The Legend of Zelda: Majora's Mask/Tear Jerker

Everything About Fiction You Never Wanted to Know.


  • When you discover that the Deku tree with the horrified expression you come across at the start of the game is in fact the Deku Butler's son. Part Nightmare Fuel, part Tear Jerker.
    • Then, of course, there's Darmani and Mikau's deaths, which become worse when you realize that you're effectively impersonating them in their societies...
      • Which if one thinks about it, just further exemplifies Link's heroism. Link does what he does, not out of a desire for recognition, or for glory, but simply because it's the right thing to do. And if doing the right thing means having to make the people think their hero is still alive so as to rekindle the hope within them, or letting them attribute all your hard work to another warrior, then so be it.
  • The Cutscene you get after you heal Darmani's ghost will make even the mos hardened zelda fan feel funny. The cutscene starts with Darmani's Ghost smply floating all alone in darkness when suddenly the roomlights up showing all of his goron friends and family cheeing him on with the song of healing playing in the background. It wold go under heartwarming, but Darmani is dead and unable to help his fellow gorons at all. The scene ends with him resigning himself to link in mask form knowing full well he failed his people.
    • He might have failed, yes, but was still so determined to help his people that he lingered behind as a ghost. I take the cutscene as him finally being able to move on, and the Gorons he sees are welcoming him into the afterlife. The mask left behind is his physical body in its prime for Link to use in his stead, so he was able to help after all.
    • Still, that whole sequence is the most soul-wrenching thing in Zelda history outside of the ending of Link's Awakening. His sheer despair at being helpless to save his people is so thick you'd think you could cut with a knife, and then you find that what killed him is something that's so easy a puzzle for you, which makes it seem ten times crueler. And then you go into the Goron town and have everyone so overjoyed to see "Darmani" back, including the one Darmani was like a father to, and knowing that they're wrong and will have to be crushed all over again... "Tear Jerker" isn't nearly strong enough a term for all this. That is High Octane Suicide Fuel.
  • Playing the Song Of Healing to Mikau: He floats in a blackness when Lulu and his bandmates appear, and he picks up his guitar for a final jam.
  • Which is worse: helping Anju and Kafei reunite barely an (in-game) hour before the moon hits, or, if you screwed up, talking to Kafei after he returns to an empty room?
    • The dialogue between Anju and Kafei makes it all the worse. [[spoiler: "Please take refuge. We are fine here. We shall greet the morning... together."]

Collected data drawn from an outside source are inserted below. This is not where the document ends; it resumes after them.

//! Terminal rendering for the talk command.
//!
//! Live state goes to stderr on a single rewritten line; finished turns go to
//! stdout so they can be piped or saved.

use crate::chat::{ChatMessage, Sender};
use crate::live::state::LiveState;

const DIM: &str = "\x1b[2m";
const GREEN: &str = "\x1b[32m";
const YELLOW: &str = "\x1b[33m";
const MAGENTA: &str = "\x1b[35m";
const RESET: &str = "\x1b[0m";

/// Partial transcription shown on the live line is cut to this many chars.
const LIVE_TEXT_WIDTH: usize = 60;

/// Clear the current terminal line (replaces the live status line)
pub fn clear_line() {
    eprint!("\r\x1b[2K");
}

/// Keep the last `max` characters of `text`, prefixed with an ellipsis when cut.
fn tail(text: &str, max: usize) -> String {
    let count = text.chars().count();
    if count <= max {
        return text.to_string();
    }
    let kept: String = text.chars().skip(count - max.saturating_sub(1)).collect();
    format!("…{}", kept)
}

/// Short status label for the session.
pub fn status_label(state: &LiveState) -> &'static str {
    if state.is_connecting {
        "connecting"
    } else if !state.is_active {
        "idle"
    } else if state.is_model_speaking {
        "speaking"
    } else {
        "listening"
    }
}

/// One-line rendering of the live state, without color.
pub fn format_live_line(state: &LiveState) -> String {
    let mut line = format!("[{}]", status_label(state));
    let current = &state.current_transcription;
    if !current.user.is_empty() {
        line.push_str(&format!(" you: {}", tail(current.user.trim(), LIVE_TEXT_WIDTH)));
    }
    if !current.model.is_empty() {
        line.push_str(&format!(" bot: {}", tail(current.model.trim(), LIVE_TEXT_WIDTH)));
    }
    line
}

/// Redraw the live status line on stderr.
pub fn render_live(state: &LiveState) {
    let color = if state.is_model_speaking {
        MAGENTA
    } else if state.is_active {
        GREEN
    } else {
        YELLOW
    };
    clear_line();
    eprint!("{color}{}{RESET}", format_live_line(state));
}

fn speaker(sender: Sender) -> &'static str {
    match sender {
        Sender::User => "You",
        Sender::Bot => "PapayaBot",
        Sender::System => "System",
    }
}

/// Print one conversation message to stdout.
pub fn print_message(message: &ChatMessage) {
    match message.sender {
        Sender::System => println!("{DIM}{}: {}{RESET}", speaker(message.sender), message.text),
        sender => println!("{}: {}", speaker(sender), message.text),
    }
}
//! Per-turn transcription accumulation.

use serde::{Deserialize, Serialize};

/// Which side of the conversation a transcript fragment belongs to.
#[derive(Debug, Clone, Copy, PartialEq, Eq, Hash)]
pub enum Direction {
    /// The user's recognized speech.
    Input,
    /// The model's spoken response.
    Output,
}

/// Live partial text of the current turn.
#[derive(Debug, Clone, Default, PartialEq, Eq, Serialize, Deserialize)]
pub struct Transcription {
    pub user: String,
    pub model: String,
}

impl Transcription {
    pub fn is_empty(&self) -> bool {
        self.user.is_empty() && self.model.is_empty()
    }
}

/// Text of one finished turn.
#[derive(Debug, Clone, Default, PartialEq, Eq, Serialize, Deserialize)]
pub struct Turn {
    pub user: String,
    pub model: String,
}

/// Accumulates deltas until a turn boundary.
#[derive(Debug, Default)]
pub struct TurnTracker {
    current: Transcription,
}

impl TurnTracker {
    pub fn new() -> Self {
        Self::default()
    }

    /// Append a fragment verbatim. Fragments carry their own spacing.
    pub fn push(&mut self, direction: Direction, delta: &str) {
        match direction {
            Direction::Input => self.current.user.push_str(delta),
            Direction::Output => self.current.model.push_str(delta),
        }
    }

    pub fn snapshot(&self) -> &Transcription {
        &self.current
    }

    /// Take the accumulated turn and clear both buffers.
    pub fn finish_turn(&mut self) -> Turn {
        let Transcription { user, model } = std::mem::take(&mut self.current);
        Turn { user, model }
    }

    pub fn reset(&mut self) {
        self.current = Transcription::default();
    }
}

/// Receives each finished turn, `(user_text, model_text)`.
///
/// Called on the session task before the cleared transcription is published.
pub trait TurnSink: Send {
    fn turn_complete(&mut self, user: &str, model: &str);
}

impl<F> TurnSink for F
where
    F: FnMut(&str, &str) + Send,
{
    fn turn_complete(&mut self, user: &str, model: &str) {
        self(user, model)
    }
}

/// Sink that forwards turns over a channel, for callers that consume them
/// on another task.
pub struct ChannelTurnSink {
    tx: tokio::sync::mpsc::UnboundedSender<Turn>,
}

impl ChannelTurnSink {
    pub fn new() -> (Self, tokio::sync::mpsc::UnboundedReceiver<Turn>) {
        let (tx, rx) = tokio::sync::mpsc::unbounded_channel();
        (Self { tx }, rx)
    }
}

impl TurnSink for ChannelTurnSink {
    fn turn_complete(&mut self, user: &str, model: &str) {
        let turn = Turn {
            user: user.to_string(),
            model: model.to_string(),
        };
        if self.tx.send(turn).is_err() {
            tracing::debug!("turn receiver dropped");
        }
    }
}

      • If you fail to stop the conveyor belt before the Sun's Mask gets to the end (which will really only happen if you choose to let it, seeing as it's a rather slow conveyor and the rooms are easy enough), you and Kafei are trapped inside Sakon's hideout. You can warp out, but Kafei is stuck there. And he won't talk. He just stands there with that blank expression.
  • Then there is the part of the game where you meet a little girl who seems to live alone in a house in the middle of Ikana Valley (a desolate wasteland of death and ghosts). Upon investigating her house you come across a closet and open it... and find a horribly disfigured half mummy/half human object. Turns out that that's her father! Simply imagining all the suffering the girl has had to go through wihout a father and all alone is a large tearjerker.
    • The good news though is that he is healed and and that they become a family again which quite frankly is one of the most touching moments in the game which considering the game, is really saying something.
    • This troper had completely forgotten this scene. On being reminded of it again, she promptly burst into tears.
  • It should be noted that the Deku Butler's son is whom you transform into, most likely. You transform into Mikau and Darmani after they die, so it would make sense because the son is, well-- dead. Skull Kid must have had something to do with it. </wrists>
    • Epileptic Trees say that Skull Kid killed the Deku Butler's son specifically to fuel the curse he puts on you.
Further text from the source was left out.